Author: Ramón Muñoz-Chápuli has been Professor of Animal Biology in the University of Málaga until his retirement. He has investigated for forty years in the fields of developmental biology and animal evolution.

Cnidarians (corals, hydrozoans and jellyfish) are fascinating animals. Despite their primitive organization, lacking a brain or muscles, they are efficient predators of much more complex animals than themselves. Toxic cells called cnidocytes paralyse their prey and can cause injuries if we come into contact with them. These cells are so effective that other animals retain them after consuming cnidarians and use them for their own defence 1.

Much less known but equally astonishing is the life cycle of many cnidarians, known as alternation of generations. This means that within the same species, there can be two types of individuals: the polyps, attached to a substrate, and the free-swimming jellyfish. Except in the case of corals (Anthozoans), asexual polyps give rise to jellyfish through transverse fission of their bodies. The jellyfish, which have gonads, reproduce sexually, giving rise to new polyps (Figure 1). Throughout evolution, one of these two types has predominated in different groups of cnidarians. For example, the typical jellyfish found on our beaches (Medusozoans) go through greatly reduced, microscopic polyp phases, whereas Anthozoans completely lack a jellyfish phase and reproduce both sexually and asexually.
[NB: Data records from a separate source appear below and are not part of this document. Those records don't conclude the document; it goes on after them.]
#[cfg(test)]
mod tests {
    use super::*;
    use crate::api::{FailureMode, MemoryRemote, Operation};
    use crate::auth::{CurrentUser, Session};
    use crate::cache::CollectionStore;
    use crate::scope::{ScopeGenerations, PLACEHOLDER_ID};
    use crate::storage::keys::legacy_key;
    use crate::storage::MemoryBackend;
    use serde_json::json;
    use tokio::sync::RwLock;

    const COMPANY: &str = "64b7f0c2a1e4d3b2c1a09f00";
    const SITE: &str = "64b7f0c2a1e4d3b2c1a09f8e";

    struct Fixture {
        remote: Arc<MemoryRemote>,
        store: SharedStore,
        local: LocalStore,
        engine: SyncEngine,
    }

    fn scope(site: &str) -> ScopeSnapshot {
        ScopeSnapshot {
            scope: TenantScope {
                company_id: Some(COMPANY.into()),
                site_id: Some(site.into()),
            },
            generations: ScopeGenerations { session: 1, company: 1, site: 1 },
        }
    }

    fn fixture(site: &str) -> Fixture {
        let remote = Arc::new(MemoryRemote::new());
        let local = LocalStore::new(Arc::new(MemoryBackend::new()));
        let mut store = CollectionStore::new();
        store.reset(scope(site));
        let store = Arc::new(RwLock::new(store));
        let mut session = Session::new();
        session.begin(CurrentUser {
            user_id: "u1".into(),
            role: "engineer".into(),
            bearer_token: "token".into(),
        });
        let session = Arc::new(RwLock::new(session));
        let crud = Crud::new(remote.clone(), store.clone(), session.clone());
        let engine = SyncEngine::new(remote.clone(), store.clone(), session, local.clone(), crud);
        Fixture { remote, store, local, engine }
    }

    #[tokio::test]
    async fn test_refresh_applies_and_persists() {
        let f = fixture(SITE);
        f.remote.seed(
            Collection::Materials,
            vec![
                json!({"name": "Cement", "siteId": SITE}),
                json!({"name": "Sand", "siteId": "64b7f0c2a1e4d3b2c1a09fff"}),
            ],
        );
        f.remote.seed_settings(SITE, json!({"units": ["bags"]}));

        let summary = f.engine.refresh_all().await;
        assert_eq!(
            summary.outcome(Collection::Materials),
            Some(&FetchOutcome::Applied { count: 1, migrated: 0 })
        );
        assert_eq!(summary.applied(), Collection::ALL.len());
        assert!(summary.settings_loaded);

        let store = f.store.read().await;
        assert_eq!(store.records(Collection::Materials).len(), 1);
        assert_eq!(store.settings().units, vec!["bags"]);

        let key = format!("materials_{}", SITE);
        let cached = f.local.load_snapshot::<Vec<Value>>(&key).unwrap();
        assert_eq!(cached.data[0]["name"], "Cement");
        assert!(f.local.contains("companies"));
    }

    #[tokio::test]
    async fn test_placeholder_site_skips_site_collections() {
        let f = fixture(PLACEHOLDER_ID);
        let summary = f.engine.refresh_all().await;

        assert_eq!(summary.outcome(Collection::Materials), Some(&FetchOutcome::Skipped));
        assert!(matches!(
            summary.outcome(Collection::Sites),
            Some(FetchOutcome::Applied { .. })
        ));
        assert_eq!(f.remote.calls_for(Operation::List, Collection::Materials), 0);
        assert_eq!(f.remote.call_count(Operation::FetchSettings), 0);
        assert!(!summary.settings_loaded);
    }

    #[tokio::test]
    async fn test_non_sequence_and_failures_keep_previous_records() {
        let f = fixture(SITE);
        f.remote.seed(Collection::Bills, vec![json!({"amount": 5, "siteId": SITE})]);
        f.engine.refresh_collection(Collection::Bills).await;

        f.remote.fail(Operation::List, FailureMode::ErrorShape);
        assert_eq!(
            f.engine.refresh_collection(Collection::Bills).await,
            FetchOutcome::Unchanged
        );
        f.remote.fail(Operation::List, FailureMode::Transport);
        assert_eq!(
            f.engine.refresh_collection(Collection::Bills).await,
            FetchOutcome::Failed
        );
        assert_eq!(f.store.read().await.len(Collection::Bills), 1);
    }

    #[tokio::test]
    async fn test_stale_fetch_is_discarded() {
        let f = fixture(SITE);
        f.remote.seed(Collection::Tasks, vec![json!({"title": "A", "siteId": SITE})]);
        f.remote.hold_lists();

        let engine = f.engine.clone();
        let fetch = tokio::spawn(async move { engine.refresh_collection(Collection::Tasks).await });
        while f.remote.calls_for(Operation::List, Collection::Tasks) == 0 {
            tokio::task::yield_now().await;
        }

        let mut next = scope("64b7f0c2a1e4d3b2c1a09f8f");
        next.generations.site = 2;
        f.store.write().await.reset(next);
        f.remote.release_lists(1);

        assert_eq!(fetch.await.unwrap(), FetchOutcome::Stale);
        assert!(f.store.read().await.is_empty(Collection::Tasks));
    }

    #[tokio::test]
    async fn test_concurrent_fetches_are_deduplicated() {
        let f = fixture(SITE);
        f.remote.hold_lists();

        let first = {
            let engine = f.engine.clone();
            tokio::spawn(async move { engine.refresh_collection(Collection::Issues).await })
        };
        while f.remote.calls_for(Operation::List, Collection::Issues) == 0 {
            tokio::task::yield_now().await;
        }

        assert_eq!(
            f.engine.refresh_collection(Collection::Issues).await,
            FetchOutcome::Deduplicated
        );
        f.remote.release_lists(1);
        assert!(matches!(first.await.unwrap(), FetchOutcome::Applied { count: 0, .. }));
        assert_eq!(f.remote.calls_for(Operation::List, Collection::Issues), 1);
    }

    #[tokio::test]
    async fn test_migration_runs_once_on_empty_remote() {
        let f = fixture(SITE);
        let legacy = legacy_key("concrete_tests", SITE);
        f.local.set(&legacy, &json!([{"location": "A"}, {"location": "B", "id": 7}]));

        let outcome = f.engine.refresh_collection(Collection::ConcreteTests).await;
        assert_eq!(outcome, FetchOutcome::Applied { count: 2, migrated: 2 });

        let remote = f.remote.records(Collection::ConcreteTests);
        assert_eq!(remote.len(), 2);
        assert!(remote.iter().all(|r| r["siteId"] == SITE && r.get("id").is_none()));
        assert!(!f.local.contains(&legacy));
        assert_eq!(f.store.read().await.len(Collection::ConcreteTests), 2);

        f.engine.refresh_collection(Collection::ConcreteTests).await;
        assert_eq!(f.remote.call_count(Operation::Create), 2);
        assert_eq!(f.store.read().await.len(Collection::ConcreteTests), 2);
    }

    #[tokio::test]
    async fn test_no_migration_when_remote_has_records() {
        let f = fixture(SITE);
        let legacy = legacy_key("tasks", SITE);
        f.local.set(&legacy, &json!([{"title": "old"}]));
        f.remote.seed(Collection::Tasks, vec![json!({"title": "new", "siteId": SITE})]);

        f.engine.refresh_collection(Collection::Tasks).await;
        assert_eq!(f.remote.call_count(Operation::Create), 0);
        assert!(f.local.contains(&legacy));
    }

    #[tokio::test]
    async fn test_restore_snapshots_fills_unpopulated_collections() {
        let f = fixture(SITE);
        f.local.save_snapshot(
            &format!("materials_{}", SITE),
            &vec![json!({"_id": "abc", "name": "Cement"}), json!({"id": 4, "name": "pending"})],
        );

        assert_eq!(f.engine.restore_snapshots(&scope(SITE)).await, 1);
        let store = f.store.read().await;
        assert_eq!(store.len(Collection::Materials), 1);
        assert_eq!(store.state(Collection::Materials).age_display(), "just now");
    }

    #[test]
    fn test_snapshot_key() {
        let scope = scope(SITE).scope;
        assert_eq!(
            snapshot_key(Collection::Materials, &scope),
            Some(format!("materials_{}", SITE))
        );
        assert_eq!(
            snapshot_key(Collection::Sites, &scope),
            Some(format!("sites_{}", COMPANY))
        );
        assert_eq!(snapshot_key(Collection::Companies, &scope), Some("companies".into()));

        let placeholder = TenantScope {
            site_id: Some(PLACEHOLDER_ID.into()),
            ..scope
        };
        assert_eq!(snapshot_key(Collection::Materials, &placeholder), None);
    }
}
Figure 1. Typical cnidarian life cycle. Original figure by Hana Janoušková / Wikimedia Commons, modified by the author, CC BY-SA 4.0

The question we can ask is: which came first, the polyp or the jellyfish? It seems likely that polyps appeared first in evolution and developed a free-swimming jellyfish phase to disperse their populations. Current Anthozoans may have lost that jellyfish phase, which became predominant in Medusozoans. On the other hand, fossilized polyps are much more common in very ancient sediments, but there is a bias in this observation. It is much easier for a polyp living on a substrate to become buried and fossilized than for a floating jellyfish in the open sea. Additionally, polyps can develop calcareous elements that are absent in jellyfish, whose gelatinous bodies quickly decompose after the animal’s death.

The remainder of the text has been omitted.